Ce n’est pas une publication d’ordre philologique ou musicologique que nous propose Lewandowski3 mais un ouvrage hybride dont la première partie, Romantage – néologisme intraduisible qui englobe l’idée de roman et de journal – raconte, sans génie littéraire particulier, la période que Hoffmann et sa femme passèrent à Bamberg. La maladie, la pauvreté, les amours déçues, tout y passe sans que nous ne nous sentions véritablement concerné pour autant. L’usage, çà et là, de dialecte bavarois ou de polonais (heureusement traduits en allemand), langue maternelle de Maria Thekla Michalina Rorer-Trzynska (1781-1859), épouse de l’artiste, relève à peine cette prose plutôt plate, qui ne captive jamais.

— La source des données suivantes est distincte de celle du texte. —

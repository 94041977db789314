use anyhow::{Context, Result};
use figment::providers::{Env, Format, Serialized, Yaml};
use figment::Figment;
use std::path::Path;
use thiserror::Error;

use crate::domain::models::Settings;

/// Settings file looked up in the working directory
pub const DEFAULT_SETTINGS_FILE: &str = "lds-args.yaml";

/// Prefix of environment overrides, e.g. `LDS_ARGS_LOGGING__LEVEL`
pub const ENV_PREFIX: &str = "LDS_ARGS_";

/// Settings validation errors
#[derive(Error, Debug)]
pub enum SettingsError {
    #[error("Invalid log level: {0}. Must be one of: trace, debug, info, warn, error")]
    InvalidLogLevel(String),

    #[error("Invalid log format: {0}. Must be one of: json, pretty")]
    InvalidLogFormat(String),

    #[error("Invalid log rotation: {0}. Must be one of: daily, hourly, never")]
    InvalidRotation(String),

    #[error("Invalid max_field_len: {0}. Must be at least 1")]
    InvalidMaxFieldLen(usize),
}

/// Settings loader with hierarchical merging
pub struct SettingsLoader;

impl SettingsLoader {
    /// Load settings with hierarchical merging
    ///
    /// Precedence (lowest to highest):
    /// 1. Programmatic defaults (Serialized)
    /// 2. `lds-args.yaml` in the working directory (optional)
    /// 3. `extra`, typically from `--settings` (optional)
    /// 4. Environment variables (`LDS_ARGS_*` prefix, highest priority)
    pub fn load(extra: Option<&Path>) -> Result<Settings> {
        let mut figment = Figment::new()
            .merge(Serialized::defaults(Settings::default()))
            .merge(Yaml::file(DEFAULT_SETTINGS_FILE));

        if let Some(path) = extra {
            if !path.exists() {
                anyhow::bail!("Settings file not found: {}", path.display());
            }
            figment = figment.merge(Yaml::file(path));
        }

        let settings: Settings = figment
            .merge(Env::prefixed(ENV_PREFIX).split("__"))
            .extract()
            .context("Failed to extract settings from figment")?;

        Self::validate(&settings)?;
        Ok(settings)
    }

    /// Load settings from a specific file, without env overrides
    pub fn load_from_file(path: impl AsRef<Path>) -> Result<Settings> {
        let settings: Settings = Figment::new()
            .merge(Serialized::defaults(Settings::default()))
            .merge(Yaml::file(path.as_ref()))
            .extract()
            .with_context(|| format!("Failed to load settings from {}", path.as_ref().display()))?;

        Self::validate(&settings)?;
        Ok(settings)
    }

    /// Validate settings after loading
    pub fn validate(settings: &Settings) -> Result<(), SettingsError> {
        let valid_log_levels = ["trace", "debug", "info", "warn", "error"];
        if !valid_log_levels.contains(&settings.logging.level.as_str()) {
            return Err(SettingsError::InvalidLogLevel(settings.logging.level.clone()));
        }

        let valid_log_formats = ["json", "pretty"];
        if !valid_log_formats.contains(&settings.logging.format.as_str()) {
            return Err(SettingsError::InvalidLogFormat(settings.logging.format.clone()));
        }

        let valid_rotations = ["daily", "hourly", "never"];
        if !valid_rotations.contains(&settings.logging.rotation.as_str()) {
            return Err(SettingsError::InvalidRotation(settings.logging.rotation.clone()));
        }

        if settings.loader.max_field_len == 0 {
            return Err(SettingsError::InvalidMaxFieldLen(0));
        }

        Ok(())
    }
}
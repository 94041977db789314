//! Whitespace stripping for raw input lines.

use std::borrow::Cow;

/// Turns a raw input line into its whitespace-stripped form.
///
/// The loader decides blank and comment lines on the stripped form, and
/// takes the value from it, so an implementation controls which
/// characters can ever reach a [`crate::ConfigRecord`].
pub trait LineSanitizer: Send + Sync {
    /// Strip `raw`, borrowing when nothing had to be removed.
    fn sanitize<'a>(&self, raw: &'a str) -> Cow<'a, str>;
}

/// Removes every whitespace character, wherever it occurs in the line.
///
/// `"  foo.csv   # crop list "` becomes `"foo.csv#croplist"`, so the value
/// left of `#` carries no padding.
#[derive(Debug, Clone, Copy, Default)]
pub struct WhitespaceStripper;

impl LineSanitizer for WhitespaceStripper {
    fn sanitize<'a>(&self, raw: &'a str) -> Cow<'a, str> {
        if raw.chars().any(char::is_whitespace) {
            Cow::Owned(raw.chars().filter(|c| !c.is_whitespace()).collect())
        } else {
            Cow::Borrowed(raw)
        }
    }
}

On retrouve Michalina dans un monologue théâtral créé à Bamberg le 25 septembre 2008 par l’actrice Johanna Bronkalla que Rainer Lewandowski n’a pas seulement choisie pour ses talents d’actrices ou son physique avantageux mais également parce qu’elle est née en… Pologne. Cette quête d’ «authenticité » colle avec les données historiques rigoureusement exactes contenues dans cette pièce, histoire d’une jeune veuve qui tourne son regard vers le passé. En dehors de cela, étant donné que cette femme reste plutôt mystérieuse pour les historiens, on reste dans le domaine de la fiction dont l’intérêt ne dépasse pas celui du Romantage.
En troisième et dernière partie, on trouve le livret d’un futur opéra, Hoffmanns Welt (Le Monde d’Hoffmann), œuvre qui devrait être créée le 4 mars 2011 sur une musique du compositeur autrichien Roland Baumgartner (né en 1959) dans une mise en scène de Uwe Drechsel et sous la direction de Arn Goerke. En attendant, le livret d’opéra étant un genre littéraire mineur, on se demande si l’idée de le publier sous cette forme est vraiment judicieuse. D’autant qu’en l’état, le tout semble assez statique et se présente comme un fatras d’influence diverses d’Ariane à Naxos à Lulu…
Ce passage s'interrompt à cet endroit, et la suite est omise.